Monday, April 4, 2016

SYSTEMS ANALYSIS

God, if you really
are God, please don't 

give me 
too much
specific proof. Just—sort of

hover in the back-
ground
and guide 

these poor 
phrases 
limpidly through 

the holes
in each of the letters 
in your name,

imbuing and
anointing them, by
so-doing,

with just enough
of that oily
whiff of the truth—such that 

other men
and women 

will feel subtly moved, 
perhaps 
less by
their message,
than the hugeness
of its

purview—less by
this text

than its 
infallible context.
Please,

make mine 
a stiffer kind 

of corrugated poetry,
composed 

of both—words
and their conspicuous 

intermittent absence; 
of both—

religious-
like conviction

and its occasional 
(forgivable)
overzealous misprint.

Please. 
I'm not even asking 

for anything
everlasting 
or permanent.

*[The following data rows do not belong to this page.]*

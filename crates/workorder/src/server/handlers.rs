use axum::extract::rejection::JsonRejection;
use axum::extract::{Path, State};
use axum::http::{header, StatusCode};
use axum::response::{Html, IntoResponse, Response};
use axum::Json;
use chrono::Local;
use serde::{Deserialize, Serialize};
use tracing::{error, info, warn};
use uuid::Uuid;

use crate::chat::{build_transcript, inspect_reply, ChatMessage, Reply, LOGO_ATTACHED};
use crate::error::{Error, Result};
use crate::logo::order_logo;
use crate::order::{CollectedOrder, WorkOrder};
use crate::storage::is_plain_file_name;

use super::AppState;

const INDEX_HTML: &str = include_str!("../../assets/index.html");

/// Message shown next to the download link.
pub const PDF_READY: &str = "Ordem de Serviço gerada! Clique abaixo para baixar.";

const HISTORY_TOO_LONG: &str = "Erro: O histórico da conversa é muito longo.";

/// Body of `POST /chat`.
#[derive(Debug, Clone, Default, Deserialize, Serialize)]
pub struct ChatRequest {
    /// Transcript so far, without the system prompt.
    #[serde(default)]
    pub history: Vec<ChatMessage>,
    /// New user message, if any.
    #[serde(default)]
    pub message: Option<String>,
    /// Logo picked in the browser, as a data URI.
    #[serde(default)]
    pub logo_data: Option<String>,
}

/// Body returned by `POST /chat`.
#[derive(Debug, Clone, PartialEq, Eq, Serialize, Deserialize)]
#[serde(tag = "type", rename_all = "lowercase")]
pub enum ChatResponse {
    /// The assistant's next message.
    Chat {
        /// Message text.
        message: String,
    },
    /// A document was generated.
    Pdf {
        /// Confirmation text.
        message: String,
        /// Download path.
        url: String,
    },
    /// The turn failed.
    Error {
        /// User-facing description.
        message: String,
    },
}

fn error_response(status: StatusCode, message: impl Into<String>) -> Response {
    (
        status,
        Json(ChatResponse::Error {
            message: message.into(),
        }),
    )
        .into_response()
}

pub(crate) async fn index() -> Html<&'static str> {
    Html(INDEX_HTML)
}

pub(crate) async fn healthz() -> Json<serde_json::Value> {
    Json(serde_json::json!({ "status": "ok" }))
}

pub(crate) async fn chat(
    State(state): State<AppState>,
    payload: std::result::Result<Json<ChatRequest>, JsonRejection>,
) -> Response {
    let request = match payload {
        Ok(Json(request)) => request,
        Err(rejection) => {
            warn!(error = %rejection, "Rejected chat request body");
            return error_response(
                rejection.status(),
                format!("Requisição inválida: {}", rejection.body_text()),
            );
        }
    };

    match respond(&state, request).await {
        Ok(response) => (StatusCode::OK, Json(response)).into_response(),
        Err(e) if e.is_context_length_exceeded() => {
            warn!(error = %e, "Conversation exceeded the model context");
            error_response(StatusCode::BAD_REQUEST, HISTORY_TOO_LONG)
        }
        Err(e) => {
            error!(error = %e, "Chat turn failed");
            error_response(
                StatusCode::INTERNAL_SERVER_ERROR,
                format!("Ocorreu um erro no servidor: {e}"),
            )
        }
    }
}

async fn respond(state: &AppState, request: ChatRequest) -> Result<ChatResponse> {
    if request.message.as_deref() == Some(LOGO_ATTACHED) {
        info!("User attached a logo");
    }

    let messages = build_transcript(&request.history, request.message.as_deref());
    let text = state.model.complete(&messages).await?;

    match inspect_reply(&text)? {
        Reply::Chat(message) => Ok(ChatResponse::Chat { message }),
        Reply::Generate(collected) => {
            let filename = generate(state, collected, request.logo_data.as_deref()).await?;
            Ok(ChatResponse::Pdf {
                message: PDF_READY.to_string(),
                url: format!("/download/{filename}"),
            })
        }
    }
}

/// Render, store and register the document. Returns its file name.
async fn generate(
    state: &AppState,
    mut collected: CollectedOrder,
    uploaded_logo: Option<&str>,
) -> Result<String> {
    collected.resolve_logo(uploaded_logo);

    let logo = order_logo(&collected.oficina.logo_data_base64);

    let order = WorkOrder::finalize(collected, Local::now().naive_local());
    let short_id = Uuid::new_v4().simple().to_string();
    let filename = order.file_name(&short_id[..4]);

    let renderer = state.renderer.clone();
    let bytes = tokio::task::spawn_blocking(move || renderer.render(&order, logo.as_ref()))
        .await
        .map_err(|e| Error::internal(format!("render task failed: {e}")))??;

    // The row must exist before the file does.
    state.storage.lock().await.add_file(&filename)?;

    let path = state.output_dir.join(&filename);
    if let Err(e) = tokio::fs::write(&path, &bytes).await {
        if let Err(cleanup) = state.storage.lock().await.delete_file(&filename) {
            warn!(error = %cleanup, file = %filename, "Failed to unregister unwritten file");
        }
        if let Err(cleanup) = tokio::fs::remove_file(&path).await {
            if cleanup.kind() != std::io::ErrorKind::NotFound {
                warn!(error = %cleanup, file = %filename, "Failed to remove partial file");
            }
        }
        return Err(e.into());
    }

    info!(file = %filename, bytes = bytes.len(), "Generated work order");
    Ok(filename)
}

pub(crate) async fn download(
    State(state): State<AppState>,
    Path(filename): Path<String>,
) -> Response {
    match read_document(&state, &filename).await {
        Ok(bytes) => {
            let content_type = if filename.to_ascii_lowercase().ends_with(".pdf") {
                "application/pdf"
            } else {
                "application/octet-stream"
            };
            (
                [
                    (header::CONTENT_TYPE, content_type.to_string()),
                    (
                        header::CONTENT_DISPOSITION,
                        format!("attachment; filename=\"{filename}\""),
                    ),
                ],
                bytes,
            )
                .into_response()
        }
        Err(e @ Error::InvalidFileName(_)) => {
            warn!(error = %e, "Rejected download");
            error_response(StatusCode::BAD_REQUEST, "Nome de arquivo inválido.")
        }
        Err(e) if e.is_not_found() => {
            error_response(StatusCode::NOT_FOUND, "Arquivo não encontrado.")
        }
        Err(e) => {
            error!(error = %e, filename = %filename, "Download failed");
            error_response(
                StatusCode::INTERNAL_SERVER_ERROR,
                format!("Ocorreu um erro no servidor: {e}"),
            )
        }
    }
}

async fn read_document(state: &AppState, filename: &str) -> Result<Vec<u8>> {
    if !is_plain_file_name(filename) {
        return Err(Error::InvalidFileName(filename.to_string()));
    }
    Ok(tokio::fs::read(state.output_dir.join(filename)).await?)
}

It's just—

my thinking,
right this second—
really needs a scaffolding.

Sunday, April 3, 2016

CHEMTRAIL CONSPIRACY THEORY

April fissures
scar the azure—because

some
dead ancestor—just had

to get there—
faster.

Friday, April 1, 2016

CLOUD EIGHT

Devouring very late
breakfast—of

slimy glistening
hard
boiled chicken

eggs, he licked
his chalky

fingers, clucked
his chalky 

tongue, and once
barely

paused—just
long 

enough to exhale 
and ruminate—that

as soon as you start
to get 
enough

sleep, the only hard
facts 

become—
sex and hunger.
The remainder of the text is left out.